I think we too often have a stunted view of Jesus. Maybe we have a sentimental Sunday school image of Jesus—meek and mild. Or maybe our Jesus is there for our convenience. When we need Him we call on Him but otherwise we basically just live our lives like he doesn’t exist. Jesus will not be put in a box—just like these two disciples Jesus is willing to disabuse them of their false notions and speak truth.

The two arrive in Emmaus. Home is in view. Jesus, not wanting to impose, makes a move as though he is continuing on. The two insist that this fellow traveler come in and stay the night since it’s getting dark. “Join us for a meal and stay the night”, they say. Jesus accepts their invitation. I wonder to myself, had they not invited Jesus into their home, would they not have missed the most joyous moment of their lives?

I’m reminded of the story of Mother Teresa. She and her fellow Sister’s of Mercy had a ministry to the dying. Each day they would go to the train station in Calcutta because people would leave dying family members that they could not care for at the station in the hopes that the Sister’s of Mercy would care for them. One day Mother Teresa was there and a man at the brink of death was found at the station and she took particular interest in caring for him. All through the night she washed his face with cold water as the fever raged. With tears in his eyes he thanked her and then breathed his last. The next morning at prayers, Mother Teresa had a radiant look on her face and one of the sister’s asked her why. And she said “I have ministered to the dying Christ himself through this man!”

Jesus meets us in the ordinary things of life as well as the extraordinary. Yes He is there in the moments that are inherently and deeply spiritual—in family love, in death, in the birth of a newborn. But also in the daily realities of life. As we eat! Jesus asks a blessing on the food that is prepared and breaks the bread and passes it to each of them, they recognize him! Some people say this is the spiritual mystery of experiencing Christ in communion. Yes there is that. But I want to challenge each of us to look for Jesus in everything we do. But before we can see him this way we need to invite Jesus into our lives—just like these two did that Resurrection evening so long ago. Have you asked Jesus into your life? Revelation 3:20 says “I stand at the door and knock. If any one hears my voice and opens the door me, I will enter in and sit down to a meal with him and he with me.” That’s the first step, the step that these two disciples took. And Jesus came, and shared a meal and entered into their life ever after.

Once we invite Jesus in we see the world in a different way. A fundamental shift has taken place. But we must also train our eyes to see the world through faith. Our culture teaches us to see everything through material reality. I would challenge us to see the deeper dynamic of Christ at work in and through everything we do. Brother Lawrence called this “Practicing the presence of Christ”. Here is a practical application for cultivating the presence of Christ in your daily life.

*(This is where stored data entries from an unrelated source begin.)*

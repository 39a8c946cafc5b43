//! The task forest: queries and structure-sharing mutations.
//!
//! A [`Forest`] is an immutable value. Every mutation returns a new forest in
//! which only the nodes on the path from a root to the changed node are
//! rebuilt; all other subtrees are the very same [`NodeRef`] allocations as in
//! the input. Addressing a node that does not exist is a silent no-op: the
//! result is a clone of the input sharing every root.

use std::rc::Rc;

use tracing::{debug, trace};

use crate::domain::id::NodeId;
use crate::domain::node::{Node, NodeRef};
use crate::domain::traverse::{LeafPaths, Nodes};

/// Ordered sequence of top-level task nodes.
#[derive(Debug, Clone, Default, PartialEq, Eq)]
pub struct Forest {
    roots: Vec<NodeRef>,
}

impl Forest {
    /// The empty forest.
    pub fn new() -> Self {
        Self::default()
    }

    pub fn roots(&self) -> &[NodeRef] {
        &self.roots
    }

    /// Number of roots.
    pub fn len(&self) -> usize {
        self.roots.len()
    }

    pub fn is_empty(&self) -> bool {
        self.roots.is_empty()
    }

    /// Number of nodes at all levels.
    pub fn node_count(&self) -> usize {
        self.roots.iter().map(|root| root.subtree_len()).sum()
    }

    /// Number of levels (0 for the empty forest).
    pub fn depth(&self) -> usize {
        self.roots.iter().map(|root| root.depth()).max().unwrap_or(0)
    }

    /// Pre-order walk over all nodes with their depth.
    pub fn iter(&self) -> Nodes<'_> {
        Nodes::new(&self.roots)
    }

    // ------------------------------------------------------------------
    // Queries
    // ------------------------------------------------------------------

    /// Resolve a node by an explicit id path: root id, child id, grandchild id...
    ///
    /// Returns `None` for an empty path or as soon as a segment does not
    /// resolve among the children of the previous one.
    pub fn find_at(&self, path: &[NodeId]) -> Option<&NodeRef> {
        let (first, rest) = path.split_first()?;
        let mut current = self.roots.iter().find(|node| node.id() == first)?;
        for id in rest {
            current = current.children().iter().find(|node| node.id() == id)?;
        }
        Some(current)
    }

    /// First depth-first match for `id` at any level.
    pub fn find(&self, id: &NodeId) -> Option<&NodeRef> {
        self.iter()
            .find(|(_, node)| node.id() == id)
            .map(|(_, node)| node)
    }

    /// Ids from the root down to `id` (inclusive).
    pub fn path_to(&self, id: &NodeId) -> Option<Vec<NodeId>> {
        fn walk(nodes: &[NodeRef], id: &NodeId, path: &mut Vec<NodeId>) -> bool {
            for node in nodes {
                path.push(*node.id());
                if node.id() == id || walk(node.children(), id, path) {
                    return true;
                }
                path.pop();
            }
            false
        }

        let mut path = Vec::new();
        walk(&self.roots, id, &mut path).then_some(path)
    }

    /// Depth of `id` (roots are at depth 0).
    pub fn depth_of(&self, id: &NodeId) -> Option<usize> {
        self.path_to(id).map(|path| path.len() - 1)
    }

    /// Parent of `id`; `Some(None)` for a root, `None` if `id` is unknown.
    pub fn parent_of(&self, id: &NodeId) -> Option<Option<NodeId>> {
        let path = self.path_to(id)?;
        Some(path.len().checked_sub(2).map(|idx| path[idx]))
    }

    /// Every root-to-terminal chain, depth-first and left to right.
    ///
    /// Each call starts a fresh traversal of this snapshot.
    pub fn leaf_paths(&self) -> LeafPaths<'_> {
        LeafPaths::new(&self.roots)
    }

    // ------------------------------------------------------------------
    // Mutations
    // ------------------------------------------------------------------

    /// Append `node` after the last root.
    pub fn append_root(&self, node: Node) -> Forest {
        debug!("append_root: {}", node);
        let mut roots = self.roots.clone();
        roots.push(Rc::new(node));
        Forest { roots }
    }

    /// Append a freshly created node to the children of `parent_id`.
    pub fn append_child(&self, parent_id: &NodeId, title: Option<&str>) -> Forest {
        self.append_child_node(parent_id, Node::create(title))
    }

    /// Append `node` to the children of `parent_id`, at any depth.
    pub fn append_child_node(&self, parent_id: &NodeId, node: Node) -> Forest {
        debug!("append_child_node: parent={} node={}", parent_id, node);
        let mut pending = Some(node);
        self.updated(parent_id, |parent| {
            let mut children = parent.children().to_vec();
            children.extend(pending.take().map(Rc::new));
            parent.with_children(children)
        })
    }

    /// Insert a freshly created node right after `anchor_id` among the
    /// children of `parent_id` (`None` addresses the roots).
    pub fn insert_sibling_after(
        &self,
        parent_id: Option<&NodeId>,
        anchor_id: &NodeId,
        title: Option<&str>,
    ) -> Forest {
        self.insert_sibling_node_after(parent_id, anchor_id, Node::create(title))
    }

    /// Insert `node` right after `anchor_id` among the children of
    /// `parent_id` (`None` addresses the roots).
    pub fn insert_sibling_node_after(
        &self,
        parent_id: Option<&NodeId>,
        anchor_id: &NodeId,
        node: Node,
    ) -> Forest {
        debug!(
            "insert_sibling_node_after: parent={:?} anchor={} node={}",
            parent_id.map(|id| id.to_string()),
            anchor_id,
            node
        );
        let Some(parent_id) = parent_id else {
            return match inserted_after(&self.roots, anchor_id, node) {
                Some(roots) => Forest { roots },
                None => {
                    trace!("anchor {} not among roots", anchor_id);
                    self.clone()
                }
            };
        };

        let anchored = self
            .find(parent_id)
            .is_some_and(|parent| parent.children().iter().any(|c| c.id() == anchor_id));
        if !anchored {
            trace!("anchor {} not under parent {}", anchor_id, parent_id);
            return self.clone();
        }

        let mut pending = Some(node);
        self.updated(parent_id, |parent| {
            let children = pending
                .take()
                .and_then(|node| inserted_after(parent.children(), anchor_id, node));
            match children {
                Some(children) => parent.with_children(children),
                None => parent.clone(),
            }
        })
    }

    /// Replace the title of `id`, wherever it is.
    pub fn rename_node(&self, id: &NodeId, title: &str) -> Forest {
        debug!("rename_node: id={} title={:?}", id, title);
        self.updated(id, |node| node.with_title(title))
    }

    /// Apply `edit` to `id` and rebuild its ancestors, or clone on a miss.
    fn updated<F>(&self, id: &NodeId, mut edit: F) -> Forest
    where
        F: FnMut(&Node) -> Node,
    {
        match update_node(&self.roots, id, &mut edit) {
            Some(roots) => Forest { roots },
            None => {
                trace!("node {} not found, forest unchanged", id);
                self.clone()
            }
        }
    }
}

/// Map over `nodes`, replacing the first depth-first match for `id` with
/// `edit(match)` and rebuilding only its ancestors.
///
/// Returns `None` when `id` is not in `nodes`; every sibling subtree off the
/// path is reused as-is.
pub fn update_node<F>(nodes: &[NodeRef], id: &NodeId, edit: &mut F) -> Option<Vec<NodeRef>>
where
    F: FnMut(&Node) -> Node,
{
    for (idx, node) in nodes.iter().enumerate() {
        let replacement = if node.id() == id {
            Some(edit(node))
        } else {
            update_node(node.children(), id, edit).map(|children| node.with_children(children))
        };
        if let Some(replacement) = replacement {
            let mut updated = nodes.to_vec();
            updated[idx] = Rc::new(replacement);
            return Some(updated);
        }
    }
    None
}

fn inserted_after(nodes: &[NodeRef], anchor_id: &NodeId, node: Node) -> Option<Vec<NodeRef>> {
    let pos = nodes.iter().position(|n| n.id() == anchor_id)?;
    let mut updated = nodes.to_vec();
    updated.insert(pos + 1, Rc::new(node));
    Some(updated)
}
//! CLI layer: argument parsing, command dispatch and the task shell

pub mod args;
pub mod commands;
pub mod error;
pub mod output;
pub mod shell;

pub use args::{Cli, Commands, ConfigCommands};
pub use commands::execute_command;
pub use error::{CliError, CliResult};
pub use shell::{parse_line, Reply, Session, ShellCommand};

When you wake up, thank him for the new day. Consciously set your thoughts on Jesus. As you get up and start your routine invite Jesus to speak into your activities. Carry on a conversation with Jesus in your life and work. Why do this? Not just because Christ desires to be the central defining reality of your life. But because this life is a foretaste of heaven. Christ’s resurrection means that this life is not all there is. Jesus said “I am the Resurrection and the Life—he who believes in me will live even though he dies and everyone who believes in me shall never die. Thanks be to God!